Greenhouse still doesn't get it. "I've been fascinated that some liberal commentators found the dissenting opinions persuasive and the case a close one," she writes.

Greenhouse links to a Vox piece in which Ian Millhiser says Calvary Chapel "presented a much stronger legal argument" than South Bay United Pentecostal Church did in its challenge to California's restrictions on religious services last May. In that case, the Court likewise declined to issue an injunction pending appeal, and Chief Justice John Roberts wrote an opinion emphasizing that states have broad discretion in dealing with communicable diseases. The same four justices dissented.

Millhiser, who was not impressed by the argument against California's rules, argues that churches in that state "were treated more favorably than similarly situated businesses, as they were allowed to reopen sooner than other places where groups of people gather in auditorium-like settings." By contrast, he says, "there's a plausible argument that Nevada does single out places of worship for inferior treatment that's not imposed on many comparable secular spaces."

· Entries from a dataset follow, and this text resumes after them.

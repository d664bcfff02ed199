//! Model management commands shared by every family

use futures::StreamExt;
use serde::Serialize;
use serde_json::{json, Value};
use tracing::{info, warn};
use vocalis_core::ModelLoader;
use vocalis_models::{FamilyExecutor, ModelRegistry};

/// Upper bound on entries printed by `list-remote`
pub const REMOTE_LIST_LIMIT: usize = 100;

/// List models in the local cache
pub fn list_local<R, L>(executor: &FamilyExecutor<R, L>) -> anyhow::Result<Value>
where
    R: ModelRegistry + Send + Sync + 'static,
    R::Model: Serialize,
    L: ModelLoader,
{
    Ok(serde_json::to_value(executor.list_local())?)
}

/// List models from the catalog. Pages are fetched until `limit` entries are read.
pub async fn list_remote<R, L>(executor: &FamilyExecutor<R, L>, limit: usize) -> anyhow::Result<Value>
where
    R: ModelRegistry + Send + Sync + 'static,
    R::Model: Serialize,
    L: ModelLoader,
{
    let mut stream = executor.list_remote().take(limit);
    let mut models = Vec::new();
    while let Some(model) = stream.next().await {
        match model {
            Ok(model) => models.push(serde_json::to_value(model)?),
            Err(e) if models.is_empty() => return Err(e.into()),
            Err(e) => {
                warn!("Remote listing stopped early: {}", e);
                break;
            }
        }
    }
    Ok(Value::Array(models))
}

/// Get metadata of a cached model
pub fn get_model<R, L>(executor: &FamilyExecutor<R, L>, model_id: &str) -> anyhow::Result<Value>
where
    R: ModelRegistry + Send + Sync + 'static,
    R::Model: Serialize,
    L: ModelLoader,
{
    Ok(serde_json::to_value(executor.get_model(model_id)?)?)
}

/// Download a model unless it is already cached
pub async fn download_model<R, L>(executor: &FamilyExecutor<R, L>, model_id: &str) -> anyhow::Result<Value>
where
    R: ModelRegistry + Send + Sync + 'static,
    L: ModelLoader,
{
    let status = executor.download_if_not_exist(model_id).await?;
    Ok(json!({ "model_id": model_id, "status": status }))
}

/// Delete a cached model
pub fn delete_model<R, L>(executor: &FamilyExecutor<R, L>, model_id: &str) -> anyhow::Result<Value>
where
    R: ModelRegistry + Send + Sync + 'static,
    L: ModelLoader,
{
    executor.delete(model_id)?;
    info!("Deleted model {}", model_id);
    Ok(json!({ "model_id": model_id, "deleted": true }))
}

/// Unload a model that is not in use
pub fn unload_model<R, L>(executor: &FamilyExecutor<R, L>, model_id: &str) -> anyhow::Result<Value>
where
    R: ModelRegistry + Send + Sync + 'static,
    L: ModelLoader,
{
    executor.unload(model_id)?;
    Ok(json!({ "model_id": model_id, "unloaded": true }))
}

/// Models currently held by the family's manager
pub fn status<R, L>(executor: &FamilyExecutor<R, L>) -> anyhow::Result<Value>
where
    R: ModelRegistry + Send + Sync + 'static,
    L: ModelLoader,
{
    Ok(json!({
        "ttl": executor.manager().ttl().to_string(),
        "models": executor.loaded_models(),
    }))
}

Greenhouse won't even allow that much, and her reasoning is telling. "I understand the impulse not to appear unduly antagonistic toward religion," she says, "but I think that generosity toward the religious claim here loses sight of the broader context in which the dissenting justices were writing."

By that Greenhouse means "the persistence of the Supreme Court's conservative justices in seeking to elevate religious interests over those of secular society." As evidence of that persistence, Greenhouse cites recent decisions in which the Court upheld a religious exemption from Obamacare's contraceptive coverage mandate and ruled that the "ministerial exception" to employment discrimination claims extends to teachers hired by churches.

When you understand that Alito et al.'s receptiveness to Calvary Chapel's claims reflects a broader concern about religious freedom, Greenhouse seems to be saying, you should be wary about granting those claims any weight, no matter their legal merits. If she is trying "not to appear unduly antagonistic toward religion," she is not doing a very good job.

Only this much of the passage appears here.